A new type of single-molecule machine - the electric revolving door

(Nanowerk Spotlight) An early concept regarding molecular machine comes from Richard Feynman, who proposed a special molecular device to transform thermal energy into mechanical energy. Over the past two decades, many naturally existing molecular machines, most of them protein-based, were recognized, such as the myosin, kynesin, as well as the ion channels in cell membranes. At the same time, synthetic chemists also brought into reality many artificial molecular machines, whose motion could be controlled via light, heat, or chemical reactions (read more: "Off to the races - artificial nanomachines are playing catch-up to nature's molecular motors").
Most molecular machines operate by using chemical reactions, which lead to irreversible damage to the machine molecules themselves over time. Moreover, in most scenarios, the measurement and control of the molecular machine status are separated into distinct steps, e.g., the molecular motion is controlled by a chemical reaction, but is then detected by spectroscopy or electrochemistry.
Researchers have now proposed a new type of molecular machine without chemical reactions and where the measurement/control mechanisms are combined into one. They report their findings in the October 15, 2013 online edition of Nano Letters ("Single-Molecule Electric Revolving Door").
Termed 'single-molecule electric revolving door' (S-MERD), the system utilizes single-molecule conductance dependence upon molecular conformation as well as destructive quantum interference. A series of phenyl-acetylene-macrocycles (PAM)-based molecules (molecules 1-3) and molecule 4 in the figure below form candidate systems for such a S-MERD.

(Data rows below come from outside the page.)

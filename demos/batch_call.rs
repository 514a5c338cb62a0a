use std::error::Error;

use noderpc_sdk::http::{HttpClient, RpcCall};
use serde_json::{json, Value};

fn main() -> Result<(), Box<dyn Error>> {
    let runtime = tokio::runtime::Builder::new_current_thread()
        .enable_all()
        .build()?;

    runtime.block_on(async {
        let client = HttpClient::new("https://fullnode.example")?;

        let height = client
            .call("getLatestHeight", vec![], Value::is_u64)
            .await?;
        println!("height: {height}");

        let results = client
            .batch_call(vec![
                RpcCall::new("getObject", vec![json!("0x2")]).with_validator(Value::is_object),
                RpcCall::new("getObject", vec![json!("0x5")]).with_validator(Value::is_object),
            ])
            .await?;
        for object in results {
            println!("object: {object}");
        }

        Ok::<(), Box<dyn Error>>(())
    })?;

    Ok(())
}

Candidate molecules for the single-molecule electric revolving door
(a) Candidate molecules for the single-molecule electric revolving door (S-MERD). The schematic ring represents molecule 1, while the schematic door including a door frame (the outer ring), a door (the inner plate) and two axles (the triple bonds) represents molecules 2-4. (b) Illustration of a S-MERD. Molecules 1-4 are linked to two electrodes, the source and the drain, via a para-connection. The outer ring of molecules 2-4 is assumed to be parallel to the gate, and the inner plate can rotate around the axles. (Reprinted with permission from American Chemical Society)

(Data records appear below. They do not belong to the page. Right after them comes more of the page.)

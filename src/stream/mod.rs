//! Realtime stream modules.
//!
//! - `client`: websocket transport, call correlation, and reconnect handling.
//! - `subscriptions`: registry routing push events to caller handlers.

/// Websocket connection and call primitive.
pub mod client;
/// Subscription registry and event dispatch.
pub mod subscriptions;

"The major breakthrough of our research is that for the first time, a molecular scale 'electric revolving door' has been proposed and designed," Liang-Yan Hsu, a graduate student in Herschel Rabitz's group at Princeton University and the paper's first author, tells Nanowerk. "The working principle of this molecular electric machine is to control its opening and closing by an applied electric field and to simultaneously detect its states by electric current passing through the molecule. This is an entirely new concept to the field of molecular machines."

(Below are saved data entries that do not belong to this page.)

use clap::Parser;

use crate::zip::MatchFlags;

#[derive(Parser, Debug)]
#[command(name = "odtzip")]
#[command(version)]
#[command(about = "Read OpenDocument Text and other ZIP archives through their local headers", long_about = None)]
#[command(after_help = "Examples:\n  \
  odtzip report.odt              print the content.xml of report.odt\n  \
  odtzip -v report.odt           list entries with sizes and dates\n  \
  odtzip -p report.odt styles    send entries containing \"styles\" to stdout\n  \
  odtzip -l https://example.com/report.odt   list entries of a remote file")]
pub struct Cli {
    /// Archive path or HTTP URL
    #[arg(value_name = "FILE")]
    pub file: String,

    /// Entries to extract (default: document mode)
    #[arg(value_name = "NAMES")]
    pub names: Vec<String>,

    /// List entry names
    #[arg(short = 'l')]
    pub list: bool,

    /// List verbosely
    #[arg(short = 'v')]
    pub verbose: bool,

    /// Print the number of entries
    #[arg(short = 'c')]
    pub count: bool,

    /// Extract entries to pipe, no messages
    #[arg(short = 'p')]
    pub pipe: bool,

    /// Select the entry at this 0-based position instead of by name
    #[arg(long = "index", value_name = "N")]
    pub index: Option<usize>,

    /// Match names case-insensitively
    #[arg(short = 'i')]
    pub ignore_case: bool,

    /// Match entries whose name contains NAME
    #[arg(short = 's')]
    pub substring: bool,

    /// Extract files into exdir
    #[arg(short = 'd', value_name = "DIR")]
    pub extract_dir: Option<String>,

    /// Never overwrite existing files
    #[arg(short = 'n')]
    pub never_overwrite: bool,

    /// Overwrite files WITHOUT prompting
    #[arg(short = 'o')]
    pub overwrite: bool,

    /// Junk paths (do not make directories)
    #[arg(short = 'j')]
    pub junk_paths: bool,

    /// Do not stop if the document mimetype is unknown
    #[arg(long)]
    pub force: bool,

    /// Quiet mode (-qq => quieter)
    #[arg(short = 'q', action = clap::ArgAction::Count)]
    pub quiet: u8,
}

impl Cli {
    pub fn is_http_url(&self) -> bool {
        self.file.starts_with("http://") || self.file.starts_with("https://")
    }

    pub fn is_quiet(&self) -> bool {
        self.quiet > 0 || self.pipe
    }

    pub fn is_very_quiet(&self) -> bool {
        self.quiet > 1
    }

    /// Whether entries were requested by name or position.
    pub fn has_selection(&self) -> bool {
        !self.names.is_empty() || self.index.is_some()
    }

    pub fn match_flags(&self) -> MatchFlags {
        let mut flags = MatchFlags::default();
        if !self.substring {
            flags = flags | MatchFlags::EXACT;
        }
        if !self.ignore_case {
            flags = flags | MatchFlags::CASE_SENSITIVE;
        }
        flags
    }
}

While Moore’s law has motivated engineers to miniaturize electronic components in integrated circuits down to the nanoscale (commercial transistor structures have already reached the 14 nm node), scientists are also keenly interested in the electronic properties of single molecules and possible single-molecule device structures (see for instance: "An electric motor made from a single molecule").
"This led us to think about the possibility of combining the two – electronics and molecular machines," says Hsu. "In the field of modern electronic technology, most devices are based on metal-oxide-semiconductor field-effect transistors (MOSFETs), which serve as on-off switches for electric circuits. In this regard, the S-MERD could form an excellent current switch, with an on-off current ratio as large as five orders of magnitude, and a switching speed faster than a nanosecond. In addition to the switching functionality, the opening and closing mechanism of this S-MERD, controlled by electric signals, is analogous to the channel switching in cell membranes."
"The S-MERD is only one example in a family of single-molecule electric machines," note Rabitz and Elise Y. Li, an assistant professor in National Taiwan Normal University. "We believe that, in the near future, the combination of single-molecule electric machinery with the techniques from Nanoelectrochemical Systems (NEMS) or Microelectromechanical Systems (MEMS), will be able to provide extensive applications with a wide variety of functionalities. For example, a nano-robot might be created by an integrated set of single molecule electric machines. This could potentially have a large impact in the biomedical sciences and other fields."
At present, the idea of combining electronics and mechanics at the molecular scale poses significant experimental challenges to bring this into reality, not to mention commercial products. But this kind of research might motivate other scientists to explore the practical prospects in the years to come.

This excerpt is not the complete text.